Since that night, Clarke and the rest of the band have been around the US and overseas, released three somewhat new CDs in North America, and hunkered down in the winter cold to ready the next full Trouble album. But it’s not surprising that it’s their live performance that convinced me a post-Wagner afterlife is possible for the Chicago doom pioneers. I admit – I was sceptical. As it turns out though, playing live has been key to keeping the band alive. After many years of what looked to be permanent down time, it was a live show that got Trouble back together. Guitarist Bruce Franklin explains: “After Plastic Green Head we kind of folded the band in ’96 and didn’t really get back together till some time later. And that was just by chance – there was no plan there. It was a quirk of things where we were invited to play a one-off, get back together for one show. And we did it and things went so well and there was such huge turn out that we actually considered, ‘hey, maybe we should get back together.’

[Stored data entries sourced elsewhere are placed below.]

// Copyright (C) 2025 SyncMyOrders Sp. z o.o.
// SPDX-License-Identifier: AGPL-3.0-or-later
//! Sequenced writer executors.
//!
//! Each executor is one tokio task draining a channel of boxed futures, so
//! jobs submitted to the same executor run strictly in submission order.
//! The feed view fans one operation out to the summary, attribute and index
//! executors; the operation is done when every job holding its
//! [`OperationDone`] guard has finished.

use std::future::Future;
use std::pin::Pin;
use std::sync::Arc;

use tokio::sync::{Mutex, mpsc, oneshot};
use tokio::task::JoinHandle;
use tracing::{debug, warn};

use crate::feed::FeedResult;

/// A unit of work for an executor.
pub type Job = Pin<Box<dyn Future<Output = ()> + Send>>;

enum ExecutorMessage {
    Run(Job),
    Sync(oneshot::Sender<()>),
}

/// Single-task executor running jobs in order.
pub struct SequencedExecutor {
    name: &'static str,
    sender: mpsc::UnboundedSender<ExecutorMessage>,
    handle: Mutex<Option<JoinHandle<()>>>,
}

impl std::fmt::Debug for SequencedExecutor {
    fn fmt(&self, f: &mut std::fmt::Formatter<'_>) -> std::fmt::Result {
        f.debug_struct("SequencedExecutor")
            .field("name", &self.name)
            .finish_non_exhaustive()
    }
}

impl SequencedExecutor {
    pub fn new(name: &'static str) -> Self {
        let (sender, mut receiver) = mpsc::unbounded_channel::<ExecutorMessage>();
        let handle = tokio::spawn(async move {
            while let Some(message) = receiver.recv().await {
                match message {
                    ExecutorMessage::Run(job) => job.await,
                    ExecutorMessage::Sync(done) => {
                        let _ = done.send(());
                    }
                }
            }
            debug!(executor = name, "Executor stopped");
        });

        Self {
            name,
            sender,
            handle: Mutex::new(Some(handle)),
        }
    }

    pub fn name(&self) -> &'static str {
        self.name
    }

    /// Queue `job`. Returns `false` if the executor has shut down.
    pub fn execute<F>(&self, job: F) -> bool
    where
        F: Future<Output = ()> + Send + 'static,
    {
        self.sender
            .send(ExecutorMessage::Run(Box::pin(job)))
            .is_ok()
    }

    /// Wait until every job queued before this call has finished.
    pub async fn sync(&self) {
        let (tx, rx) = oneshot::channel();
        if self.sender.send(ExecutorMessage::Sync(tx)).is_err() {
            return;
        }
        let _ = rx.await;
    }

    /// Finish queued jobs and stop the task.
    pub async fn shutdown(&self) {
        self.sync().await;
        if let Some(handle) = self.handle.lock().await.take() {
            handle.abort();
            let _ = handle.await;
        }
    }
}

/// The writer executors shared by all sub-databases.
#[derive(Debug)]
pub struct WriteExecutors {
    pub summary: SequencedExecutor,
    pub attribute: SequencedExecutor,
    pub index: SequencedExecutor,
}

impl WriteExecutors {
    pub fn new() -> Self {
        Self {
            summary: SequencedExecutor::new("summary"),
            attribute: SequencedExecutor::new("attribute"),
            index: SequencedExecutor::new("index"),
        }
    }

    /// Barrier over all three executors.
    pub async fn sync_all(&self) {
        self.summary.sync().await;
        self.attribute.sync().await;
        self.index.sync().await;
    }

    pub async fn shutdown(&self) {
        self.summary.shutdown().await;
        self.attribute.shutdown().await;
        self.index.shutdown().await;
    }
}

impl Default for WriteExecutors {
    fn default() -> Self {
        Self::new()
    }
}

/// Completion guard of one feed operation.
///
/// Clones are handed to every writer job of the operation; the result is
/// delivered when the last clone is dropped.
pub struct OperationDone {
    reply: Option<oneshot::Sender<FeedResult>>,
    result: FeedResult,
}

/// Shared handle to an [`OperationDone`].
pub type DoneToken = Arc<OperationDone>;

impl OperationDone {
    pub fn new(reply: Option<oneshot::Sender<FeedResult>>, result: FeedResult) -> DoneToken {
        Arc::new(Self { reply, result })
    }

    /// Token without a waiting caller, used during replay.
    pub fn detached() -> DoneToken {
        Self::new(None, FeedResult::Ok)
    }
}

impl Drop for OperationDone {
    fn drop(&mut self) {
        if let Some(reply) = self.reply.take()
            && reply.send(self.result.clone()).is_err()
        {
            warn!("Feed caller went away before operation completed");
        }
    }
}
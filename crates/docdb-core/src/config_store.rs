// Copyright (C) 2025 SyncMyOrders Sp. z o.o.
// SPDX-License-Identifier: AGPL-3.0-or-later
//! Durable store of config snapshots keyed by serial number.
//!
//! Every config that becomes active is saved here under the serial number of
//! its `NewConfig` log entry. Replay looks configs up by serial; pruning
//! follows the transaction log but always keeps the newest config at or below
//! the prune point so replay can start from it.

use std::path::Path;

use async_trait::async_trait;
use docdb_tlog::SerialNum;
use sqlx::SqlitePool;
use sqlx::sqlite::SqlitePoolOptions;
use tracing::debug;

use crate::config_snapshot::ConfigSnapshot;
use crate::error::{DocDbError, Result};

pub(crate) static MIGRATOR: sqlx::migrate::Migrator = sqlx::migrate!("./migrations/sqlite");

/// Storage for config snapshots.
#[async_trait]
pub trait ConfigStore: Send + Sync {
    /// Save `snapshot` under `snapshot.serial`, replacing any entry there.
    async fn save_config(&self, snapshot: &ConfigSnapshot) -> Result<()>;

    /// Load the snapshot saved at exactly `serial`.
    async fn load_config(&self, serial: SerialNum) -> Result<Option<ConfigSnapshot>>;

    /// Highest valid serial, `0` if the store is empty.
    async fn best_serial(&self) -> Result<SerialNum>;

    /// Lowest valid serial, `0` if the store is empty.
    async fn oldest_serial(&self) -> Result<SerialNum>;

    /// Highest valid serial strictly below `serial`, `0` if none.
    async fn prev_valid_serial(&self, serial: SerialNum) -> Result<SerialNum>;

    async fn has_valid_serial(&self, serial: SerialNum) -> Result<bool>;

    /// Remove every config with a serial below `serial`. Returns the count.
    async fn prune(&self, serial: SerialNum) -> Result<u64>;

    /// Remove every config with a serial above `serial`. Returns the count.
    async fn remove_after(&self, serial: SerialNum) -> Result<u64>;
}

/// SQLite-backed [`ConfigStore`].
#[derive(Clone)]
pub struct SqliteConfigStore {
    pool: SqlitePool,
}

impl std::fmt::Debug for SqliteConfigStore {
    fn fmt(&self, f: &mut std::fmt::Formatter<'_>) -> std::fmt::Result {
        f.debug_struct("SqliteConfigStore").finish_non_exhaustive()
    }
}

impl SqliteConfigStore {
    /// Wrap an existing pool. Migrations must already have run.
    pub fn new(pool: SqlitePool) -> Self {
        Self { pool }
    }

    /// Open (creating if needed) the store at `path` and run migrations.
    pub async fn from_path(path: impl AsRef<Path>) -> Result<Self> {
        let path = path.as_ref();

        if let Some(parent) = path.parent()
            && !parent.as_os_str().is_empty()
        {
            tokio::fs::create_dir_all(parent)
                .await
                .map_err(|e| DocDbError::config_store("create_dir", e))?;
        }

        let url = format!("sqlite:{}?mode=rwc", path.to_string_lossy());
        let pool = SqlitePoolOptions::new()
            .max_connections(2)
            .connect(&url)
            .await
            .map_err(|e| DocDbError::config_store("connect", e))?;

        MIGRATOR
            .run(&pool)
            .await
            .map_err(|e| DocDbError::config_store("migrate", e))?;

        Ok(Self::new(pool))
    }

    async fn scalar_serial(&self, sql: &str, bind: Option<SerialNum>) -> Result<SerialNum> {
        let mut query = sqlx::query_as::<_, (Option<i64>,)>(sql);
        if let Some(serial) = bind {
            query = query.bind(serial as i64);
        }
        let (serial,) = query.fetch_one(&self.pool).await?;
        Ok(serial.unwrap_or(0) as SerialNum)
    }
}

#[async_trait]
impl ConfigStore for SqliteConfigStore {
    async fn save_config(&self, snapshot: &ConfigSnapshot) -> Result<()> {
        if snapshot.serial == 0 {
            return Err(DocDbError::IllegalState(
                "config snapshot saved without a serial number".to_string(),
            ));
        }
        let serial = snapshot.serial as i64;
        let json = serde_json::to_string(snapshot)?;

        // a config saved but never logged is removed by `remove_after` on load
        sqlx::query(
            r#"
            INSERT INTO config_snapshots (serial, generation, doc_type, snapshot, valid)
            VALUES (?1, ?2, ?3, ?4, 1)
            ON CONFLICT (serial) DO UPDATE SET
                generation = excluded.generation,
                doc_type = excluded.doc_type,
                snapshot = excluded.snapshot,
                valid = 1
            "#,
        )
        .bind(serial)
        .bind(snapshot.generation)
        .bind(&snapshot.doc_type)
        .bind(&json)
        .execute(&self.pool)
        .await?;

        debug!(
            doc_type = %snapshot.doc_type,
            serial = snapshot.serial,
            generation = snapshot.generation,
            "Saved config snapshot"
        );
        Ok(())
    }

    async fn load_config(&self, serial: SerialNum) -> Result<Option<ConfigSnapshot>> {
        let row = sqlx::query_as::<_, (String,)>(
            "SELECT snapshot FROM config_snapshots WHERE serial = ?1 AND valid = 1",
        )
        .bind(serial as i64)
        .fetch_optional(&self.pool)
        .await?;

        match row {
            Some((json,)) => {
                let mut snapshot: ConfigSnapshot = serde_json::from_str(&json)?;
                snapshot.serial = serial;
                Ok(Some(snapshot))
            }
            None => Ok(None),
        }
    }

    async fn best_serial(&self) -> Result<SerialNum> {
        self.scalar_serial(
            "SELECT MAX(serial) FROM config_snapshots WHERE valid = 1",
            None,
        )
        .await
    }

    async fn oldest_serial(&self) -> Result<SerialNum> {
        self.scalar_serial(
            "SELECT MIN(serial) FROM config_snapshots WHERE valid = 1",
            None,
        )
        .await
    }

    async fn prev_valid_serial(&self, serial: SerialNum) -> Result<SerialNum> {
        self.scalar_serial(
            "SELECT MAX(serial) FROM config_snapshots WHERE valid = 1 AND serial < ?1",
            Some(serial),
        )
        .await
    }

    async fn has_valid_serial(&self, serial: SerialNum) -> Result<bool> {
        let (count,): (i64,) = sqlx::query_as(
            "SELECT COUNT(*) FROM config_snapshots WHERE valid = 1 AND serial = ?1",
        )
        .bind(serial as i64)
        .fetch_one(&self.pool)
        .await?;
        Ok(count > 0)
    }

    async fn prune(&self, serial: SerialNum) -> Result<u64> {
        let result = sqlx::query("DELETE FROM config_snapshots WHERE serial < ?1")
            .bind(serial as i64)
            .execute(&self.pool)
            .await?;
        let removed = result.rows_affected();
        if removed > 0 {
            debug!(serial, removed, "Pruned config snapshots");
        }
        Ok(removed)
    }

    async fn remove_after(&self, serial: SerialNum) -> Result<u64> {
        let result = sqlx::query("DELETE FROM config_snapshots WHERE serial > ?1")
            .bind(serial as i64)
            .execute(&self.pool)
            .await?;
        Ok(result.rows_affected())
    }
}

“Most of the time the band breaks weren’t by our choice. There’s been times where the band didn’t split but there were like three years in between an album and that was kind of more business problems than anything – personnel and business problems. I think we had three years in between Run to the Light and the self-titled Trouble album but we were switching record labels, switching personnel in the band, and taking care of business things. And that all happened again in between Manic Frustration and Plastic Green Head. Then the band broke up and we weren’t talking about continuing even though eventually, six years later, we got back together. But at the time the band was done.”

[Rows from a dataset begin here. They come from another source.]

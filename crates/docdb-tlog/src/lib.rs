// Copyright (C) 2025 SyncMyOrders Sp. z o.o.
// SPDX-License-Identifier: AGPL-3.0-or-later
//! docdb transaction log
//!
//! Append-only, serial-number-indexed log of feed operations and config
//! changes for one document database. The document database writes every
//! mutating operation here before applying it, and replays the log from the
//! oldest unflushed serial number after a restart.
//!
//! # Layout
//!
//! ```text
//! <dir>/
//!   00000000000000000001.tlog   sealed segment, entries 1..=N
//!   000000000000000000NN.tlog   active segment (appends go here)
//! ```
//!
//! Each segment is a sequence of framed entries (see [`frame`]). Segment
//! names carry the serial number of their first entry, padded to 20 digits
//! so lexical and numeric order agree.
//!
//! # Usage
//!
//! ```rust,ignore
//! use docdb_tlog::{Entry, EntryType, TransactionLog, TransactionLogConfig};
//!
//! let log = TransactionLog::open(TransactionLogConfig::new("/data/music/tlog")).await?;
//! log.append(&Entry::new(1, EntryType::FeedOperation, payload)).await?;
//! for entry in log.replay(1, log.last_serial().await).await? {
//!     // apply entry
//! }
//! log.prune(1).await?;
//! ```

pub mod error;
pub mod frame;
pub mod log;
pub mod segment;

pub use error::{Result, TlogError};
pub use frame::{Entry, EntryType};
pub use log::{SerialRange, TransactionLog, TransactionLogConfig};

/// Monotonic sequence number of a logged entry. `0` means "no entry".
pub type SerialNum = u64;
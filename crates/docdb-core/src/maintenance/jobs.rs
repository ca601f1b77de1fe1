// Copyright (C) 2025 SyncMyOrders Sp. z o.o.
// SPDX-License-Identifier: AGPL-3.0-or-later
//! The maintenance jobs of a document database.

use std::sync::Arc;
use std::time::Duration;

use async_trait::async_trait;
use chrono::Utc;
use tracing::debug;

use crate::config_snapshot::{BucketMoveConfig, LidSpaceCompactionConfig, PruneRemovedConfig};
use crate::document::Timestamp;
use crate::error::Result;
use crate::maintenance::{JobGate, MaintenanceJob, MaintenanceTarget};
use crate::subdb::{LidUsageStats, SubDbCollection, SubDbType};

/// Periodic heartbeat: forces a visibility commit and syncs the log.
pub struct HeartBeatJob {
    target: Arc<dyn MaintenanceTarget>,
    interval: Duration,
}

impl HeartBeatJob {
    pub fn new(target: Arc<dyn MaintenanceTarget>, interval: Duration) -> Self {
        Self { target, interval }
    }
}

#[async_trait]
impl MaintenanceJob for HeartBeatJob {
    fn name(&self) -> String {
        "heart_beat".into()
    }

    fn delay(&self) -> Duration {
        self.interval
    }

    fn interval(&self) -> Duration {
        self.interval
    }

    async fn run(&self, _gate: &JobGate) -> Result<bool> {
        self.target.heart_beat().await?;
        Ok(true)
    }
}

/// Moves documents from the top of a sub-database's lid space into holes
/// left by removed documents, so the lid space can shrink.
pub struct LidSpaceCompactionJob {
    sub_db: SubDbType,
    config: LidSpaceCompactionConfig,
    sub_dbs: Arc<SubDbCollection>,
    target: Arc<dyn MaintenanceTarget>,
}

impl LidSpaceCompactionJob {
    pub fn new(
        sub_db: SubDbType,
        config: LidSpaceCompactionConfig,
        sub_dbs: Arc<SubDbCollection>,
        target: Arc<dyn MaintenanceTarget>,
    ) -> Self {
        Self {
            sub_db,
            config,
            sub_dbs,
            target,
        }
    }

    fn should_compact(&self, stats: &LidUsageStats) -> bool {
        stats.lid_bloat() >= self.config.allowed_lid_bloat
            && stats.lid_bloat_factor() >= self.config.allowed_lid_bloat_factor
    }
}

#[async_trait]
impl MaintenanceJob for LidSpaceCompactionJob {
    fn name(&self) -> String {
        format!("lid_space_compaction.{}", self.sub_db.name())
    }

    fn interval(&self) -> Duration {
        Duration::from_millis(self.config.interval_ms)
    }

    async fn run(&self, gate: &JobGate) -> Result<bool> {
        if gate.stopping() {
            return Ok(true);
        }
        let stats = self.sub_dbs.get(self.sub_db).lid_usage().await;
        if !self.should_compact(&stats) {
            return Ok(true);
        }
        debug!(
            sub_db = %self.sub_db,
            lid_bloat = stats.lid_bloat(),
            lid_bloat_factor = stats.lid_bloat_factor(),
            "Lid space needs compaction"
        );
        let max_moves = self.config.max_docs_to_move as usize;
        let moved = self.target.compact_lid_space(self.sub_db, max_moves).await?;
        Ok(moved < max_moves)
    }
}

/// Drops tombstones older than the configured age, through logged
/// `PruneRemoved` operations.
pub struct PruneRemovedDocumentsJob {
    config: PruneRemovedConfig,
    target: Arc<dyn MaintenanceTarget>,
}

impl PruneRemovedDocumentsJob {
    pub fn new(config: PruneRemovedConfig, target: Arc<dyn MaintenanceTarget>) -> Self {
        Self { config, target }
    }

    fn cutoff(&self) -> Timestamp {
        let now = Utc::now().timestamp_micros().max(0) as Timestamp;
        now.saturating_sub(self.config.age_ms.saturating_mul(1000))
    }
}

#[async_trait]
impl MaintenanceJob for PruneRemovedDocumentsJob {
    fn name(&self) -> String {
        "prune_removed_documents".into()
    }

    fn interval(&self) -> Duration {
        Duration::from_millis(self.config.interval_ms)
    }

    async fn run(&self, gate: &JobGate) -> Result<bool> {
        if gate.stopping() || !gate.allow_prune() {
            return Ok(true);
        }
        let limit = self.config.batch_size as usize;
        let pruned = self.target.prune_removed(self.cutoff(), limit).await?;
        Ok(pruned < limit)
    }
}

/// Moves documents between the ready and not-ready sub-databases when the
/// cluster state or ready mode changes.
pub struct BucketMoveJob {
    config: BucketMoveConfig,
    target: Arc<dyn MaintenanceTarget>,
}

impl BucketMoveJob {
    pub fn new(config: BucketMoveConfig, target: Arc<dyn MaintenanceTarget>) -> Self {
        Self { config, target }
    }
}

#[async_trait]
impl MaintenanceJob for BucketMoveJob {
    fn name(&self) -> String {
        "bucket_move".into()
    }

    fn interval(&self) -> Duration {
        Duration::from_millis(self.config.interval_ms)
    }

    async fn run(&self, gate: &JobGate) -> Result<bool> {
        if gate.stopping() {
            return Ok(true);
        }
        let limit = self.config.max_docs_per_run.max(1) as usize;
        let moved = self.target.move_buckets(limit).await?;
        Ok(moved < limit)
    }
}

Then a 2001 hometown reunion turned things around. “It was a guy named Scott Davidson who works at Rebel Radio in Chicago – he promotes concerts, he plays in bands. Every year he has a party/concert for his birthday, but like a pro thing, and he asked us to get together to play that. He said he’d pay us well, and that it would be a big deal. We said okay and one thing led to another and it was covered by both the Chicago newspapers and the place was sold out and it was crazy. And we had fun too. At that time that made us think about getting back together ’cause we actually enjoyed it. And some of the stuff that hadn’t been so enjoyable when we decided to quit was maybe past or at least given a rest for some years and we were able to pick it up again.”

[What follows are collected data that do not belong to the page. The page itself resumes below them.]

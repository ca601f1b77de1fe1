// Copyright (C) 2025 SyncMyOrders Sp. z o.o.
// SPDX-License-Identifier: AGPL-3.0-or-later
//! Document database configuration snapshots.
//!
//! A [`ConfigSnapshot`] is an immutable, generation-stamped view of the
//! [`DocumentDbConfig`] for one document type. Snapshots are shared as
//! `Arc<ConfigSnapshot>`; a reconfiguration replaces the active pointer, it
//! never mutates a snapshot in place.
//!
//! [`ReconfigParams`] describes which aspects differ between two snapshots so
//! the document database only touches the subsystems a change implies.

use std::collections::{BTreeSet, HashMap};
use std::path::Path;
use std::time::Duration;

use docdb_tlog::SerialNum;
use serde::{Deserialize, Serialize};

use crate::error::Result;

/// One schema field and its aspects.
#[derive(Debug, Clone, PartialEq, Eq, Serialize, Deserialize)]
pub struct FieldConfig {
    pub name: String,
    /// Searchable through the ready sub-database index.
    #[serde(default)]
    pub indexed: bool,
    /// Kept in an in-memory attribute column.
    #[serde(default)]
    pub attribute: bool,
}

impl FieldConfig {
    pub fn new(name: impl Into<String>) -> Self {
        Self {
            name: name.into(),
            indexed: false,
            attribute: false,
        }
    }

    pub fn indexed(mut self) -> Self {
        self.indexed = true;
        self
    }

    pub fn attribute(mut self) -> Self {
        self.attribute = true;
        self
    }
}

#[derive(Debug, Clone, Default, PartialEq, Eq, Serialize, Deserialize)]
pub struct Schema {
    #[serde(default)]
    pub fields: Vec<FieldConfig>,
}

impl Schema {
    pub fn new(fields: Vec<FieldConfig>) -> Self {
        Self { fields }
    }

    pub fn field(&self, name: &str) -> Option<&FieldConfig> {
        self.fields.iter().find(|f| f.name == name)
    }

    pub fn indexed_fields(&self) -> BTreeSet<String> {
        self.fields
            .iter()
            .filter(|f| f.indexed)
            .map(|f| f.name.clone())
            .collect()
    }

    pub fn attribute_fields(&self) -> BTreeSet<String> {
        self.fields
            .iter()
            .filter(|f| f.attribute)
            .map(|f| f.name.clone())
            .collect()
    }
}

/// Which documents belong in the ready (searchable) sub-database.
#[derive(Debug, Clone, Copy, Default, PartialEq, Eq, Serialize, Deserialize)]
#[serde(rename_all = "snake_case")]
pub enum ReadyMode {
    /// Documents in ready buckets are indexed and searchable.
    #[default]
    Index,
    /// Nothing is indexed; every document lives in the not-ready sub-database.
    StoreOnly,
}

/// Thresholds for the resource write filter, as fractions of capacity.
#[derive(Debug, Clone, PartialEq, Serialize, Deserialize)]
#[serde(default)]
pub struct ResourceLimits {
    pub memory_limit: f64,
    pub disk_limit: f64,
}

impl Default for ResourceLimits {
    fn default() -> Self {
        Self {
            memory_limit: 0.8,
            disk_limit: 0.75,
        }
    }
}

#[derive(Debug, Clone, PartialEq, Serialize, Deserialize)]
#[serde(default)]
pub struct LidSpaceCompactionConfig {
    pub interval_ms: u64,
    /// Compaction starts once this many lids are unused.
    pub allowed_lid_bloat: u32,
    /// ... and the unused share of the lid space exceeds this factor.
    pub allowed_lid_bloat_factor: f64,
    /// Documents moved per job run.
    pub max_docs_to_move: u32,
}

impl Default for LidSpaceCompactionConfig {
    fn default() -> Self {
        Self {
            interval_ms: 10 * 60 * 1000,
            allowed_lid_bloat: 1000,
            allowed_lid_bloat_factor: 0.01,
            max_docs_to_move: 256,
        }
    }
}

#[derive(Debug, Clone, PartialEq, Serialize, Deserialize)]
#[serde(default)]
pub struct PruneRemovedConfig {
    pub interval_ms: u64,
    /// Tombstones older than this are pruned.
    pub age_ms: u64,
    pub batch_size: u32,
}

impl Default for PruneRemovedConfig {
    fn default() -> Self {
        Self {
            interval_ms: 60 * 60 * 1000,
            age_ms: 14 * 24 * 60 * 60 * 1000,
            batch_size: 1024,
        }
    }
}

#[derive(Debug, Clone, PartialEq, Serialize, Deserialize)]
#[serde(default)]
pub struct BucketMoveConfig {
    pub interval_ms: u64,
    pub max_docs_per_run: u32,
}

impl Default for BucketMoveConfig {
    fn default() -> Self {
        Self {
            interval_ms: 1000,
            max_docs_per_run: 1,
        }
    }
}

#[derive(Debug, Clone, PartialEq, Serialize, Deserialize)]
#[serde(default)]
pub struct MaintenanceConfig {
    pub heartbeat_interval_ms: u64,
    pub lid_space_compaction: LidSpaceCompactionConfig,
    pub prune_removed: PruneRemovedConfig,
    pub bucket_move: BucketMoveConfig,
}

impl Default for MaintenanceConfig {
    fn default() -> Self {
        Self {
            heartbeat_interval_ms: 60 * 1000,
            lid_space_compaction: LidSpaceCompactionConfig::default(),
            prune_removed: PruneRemovedConfig::default(),
            bucket_move: BucketMoveConfig::default(),
        }
    }
}

impl MaintenanceConfig {
    pub fn heartbeat_interval(&self) -> Duration {
        Duration::from_millis(self.heartbeat_interval_ms)
    }
}

/// Sizing hints for the sub-database stores.
#[derive(Debug, Clone, PartialEq, Serialize, Deserialize)]
#[serde(default)]
pub struct TuningConfig {
    pub initial_num_docs: u32,
    pub redundancy: u32,
    pub searchable_copies: u32,
    pub grow_factor: f64,
    pub grow_delta: u32,
}

impl Default for TuningConfig {
    fn default() -> Self {
        Self {
            initial_num_docs: 1024,
            redundancy: 1,
            searchable_copies: 1,
            grow_factor: 0.2,
            grow_delta: 0,
        }
    }
}

/// Configuration of one document database.
#[derive(Debug, Clone, Default, PartialEq, Serialize, Deserialize)]
#[serde(default)]
pub struct DocumentDbConfig {
    pub schema: Schema,
    pub ready_mode: ReadyMode,
    /// How long index changes may stay invisible to searches.
    pub visibility_delay_ms: u64,
    pub resource_limits: ResourceLimits,
    pub maintenance: MaintenanceConfig,
    pub tuning: TuningConfig,
}

impl DocumentDbConfig {
    pub fn visibility_delay(&self) -> Duration {
        Duration::from_millis(self.visibility_delay_ms)
    }
}

/// Immutable configuration of a document database at one generation.
#[derive(Debug, Clone, PartialEq, Serialize, Deserialize)]
pub struct ConfigSnapshot {
    pub generation: i64,
    pub doc_type: String,
    /// Serial number at which this snapshot was durably recorded; `0` if it
    /// has not been recorded yet.
    #[serde(default)]
    pub serial: SerialNum,
    pub config: DocumentDbConfig,
}

impl ConfigSnapshot {
    pub fn new(doc_type: impl Into<String>, generation: i64, config: DocumentDbConfig) -> Self {
        Self {
            generation,
            doc_type: doc_type.into(),
            serial: 0,
            config,
        }
    }

    pub fn with_serial(mut self, serial: SerialNum) -> Self {
        self.serial = serial;
        self
    }

    pub fn with_config(&self, config: DocumentDbConfig) -> Self {
        Self {
            generation: self.generation,
            doc_type: self.doc_type.clone(),
            serial: self.serial,
            config,
        }
    }
}

/// Pick the config for `doc_type`, falling back to `default` when the type
/// has no entry of its own.
pub fn resolve_document_db_config(
    per_type: &HashMap<String, DocumentDbConfig>,
    doc_type: &str,
    default: &DocumentDbConfig,
) -> DocumentDbConfig {
    per_type
        .get(doc_type)
        .cloned()
        .unwrap_or_else(|| default.clone())
}

/// On-disk config file consumed by the `docdb` binary.
#[derive(Debug, Clone, Default, PartialEq, Serialize, Deserialize)]
#[serde(default)]
pub struct ConfigFile {
    pub generation: i64,
    pub default: DocumentDbConfig,
    pub document_types: HashMap<String, DocumentDbConfig>,
}

impl ConfigFile {
    pub fn load(path: &Path) -> Result<Self> {
        let raw = std::fs::read_to_string(path)?;
        Ok(serde_json::from_str(&raw)?)
    }

    pub fn snapshot_for(&self, doc_type: &str) -> ConfigSnapshot {
        ConfigSnapshot::new(
            doc_type,
            self.generation,
            resolve_document_db_config(&self.document_types, doc_type, &self.default),
        )
    }
}

/// Aspects that differ between two config snapshots.
#[derive(Debug, Clone, Default, PartialEq, Eq)]
pub struct ReconfigParams {
    pub ready_mode_changed: bool,
    pub index_changed: bool,
    pub attributes_changed: bool,
    pub visibility_delay_changed: bool,
    pub resource_limits_changed: bool,
    pub maintenance_changed: bool,
    pub tuning_changed: bool,
}

impl ReconfigParams {
    pub fn compute(old: &DocumentDbConfig, new: &DocumentDbConfig) -> Self {
        Self {
            ready_mode_changed: old.ready_mode != new.ready_mode,
            index_changed: old.schema.indexed_fields() != new.schema.indexed_fields(),
            attributes_changed: old.schema.attribute_fields() != new.schema.attribute_fields(),
            visibility_delay_changed: old.visibility_delay_ms != new.visibility_delay_ms,
            resource_limits_changed: old.resource_limits != new.resource_limits,
            maintenance_changed: old.maintenance != new.maintenance,
            tuning_changed: old.tuning != new.tuning,
        }
    }

    pub fn config_has_changed(&self) -> bool {
        *self != Self::default()
    }

    /// Documents may have to change sub-database.
    pub fn should_subdbs_change(&self) -> bool {
        self.ready_mode_changed
    }

    pub fn should_schema_change(&self) -> bool {
        self.index_changed || self.attributes_changed
    }

    pub fn should_maintenance_controller_change(&self) -> bool {
        self.maintenance_changed || self.ready_mode_changed
    }
}

/// Result of holding back attribute aspect changes on existing fields.
#[derive(Debug, Clone, PartialEq)]
pub struct DelayedAttributeAspects {
    /// Config that can be applied live.
    pub effective: DocumentDbConfig,
    /// Fields whose attribute aspect change waits for a restart.
    pub delayed_fields: Vec<String>,
}

impl DelayedAttributeAspects {
    pub fn needs_restart(&self) -> bool {
        !self.delayed_fields.is_empty()
    }
}

/// Keep the old attribute aspect of every field present in both configs.
///
/// Adding or dropping the attribute aspect of an existing field requires
/// rewriting the attribute from stored documents, which only happens at
/// startup. New fields are not delayed.
pub fn delay_attribute_aspects(
    old: &DocumentDbConfig,
    new: &DocumentDbConfig,
) -> DelayedAttributeAspects {
    let mut effective = new.clone();
    let mut delayed_fields = Vec::new();

    for field in &mut effective.schema.fields {
        if let Some(previous) = old.schema.field(&field.name)
            && previous.attribute != field.attribute
        {
            field.attribute = previous.attribute;
            delayed_fields.push(field.name.clone());
        }
    }

    DelayedAttributeAspects {
        effective,
        delayed_fields,
    }
}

Live show magic also motivated one of Trouble’s most recent releases, the album Live in Los Angeles, recorded with new vocalist Kory Clarke in the summer of 2008. If playing live turns out to be one of the most enjoyable parts of band life, then it’s understandable that a live album would seem like the best way to introduce Clarke to Trouble fans across the world. “It wasn’t a big ordeal to record either, which made it more feasible for us to do,” says Franklin. “Our sound man basically recorded just the one show on the tour so it wasn’t like a big costly thing. We didn’t actually have the plan of releasing a live album but once we listened to the recording of the show, we thought that would be a good idea – to introduce people to Kory, and in the meantime give us a little time to gel with him and write stuff for a new record.” I don’t think Live in LA quite captures what it’s like to feel and see Trouble play, even with Clarke (hearing is only part of the experience, after all). But the live record stands as evidence that the band is serious about this new line-up and nowhere near packing it in.
Serious indeed. Thirty years is a long time to stick at any activity, downtime or no. Franklin and fellow Trouble guitarist Rick Wartell were around for the band’s founding in 1979, so this year – last July, in fact – could have marked a monumental anniversary. But by the sounds of it, the guys kept the celebrations very low key. “Now that Rick Wartell and myself are the only original members left, I guess we didn’t make a big deal out of it,” Franklin recalls. “If we had most everybody still in the band we may have done a big deal about it. We kind of just acknowledged it ourselves and publicly didn’t say much about it.” Did you at least have a few drinks to celebrate your stamina, I asked? “No, I don’t think so. Umm, I’m trying to remember. Well, maybe a week or two after what would basically be our anniversary we played at Wacken festival. I guess we had a few drinks there,” he replied with a chuckle.
Despite decades of touring at home and overseas, Trouble had never played Wacken before, so their arrival at what is probably metal’s most famous festival might be considered a celebration in itself. “Wacken’s 20th year anniversary and our first time,” says Franklin. “It was pretty cool for someone who’d never been there, like me. It was almost like a heavy metal Woodstock, because it’s out in the pastures in what used to be a farm, and in that respect it looks so much like Woodstock, and couple that with thousands and thousands of headbanger metalheads – makes for a contrast there. We played one festival that was bigger than that way back in the 90s but this just had a real heavy metal vibe to it. It’s just like a hardcore metalhead’s dream to go to this. It’s just huge. And the sound systems were loud and clear though, maybe the loudest sound systems I’ve ever heard.”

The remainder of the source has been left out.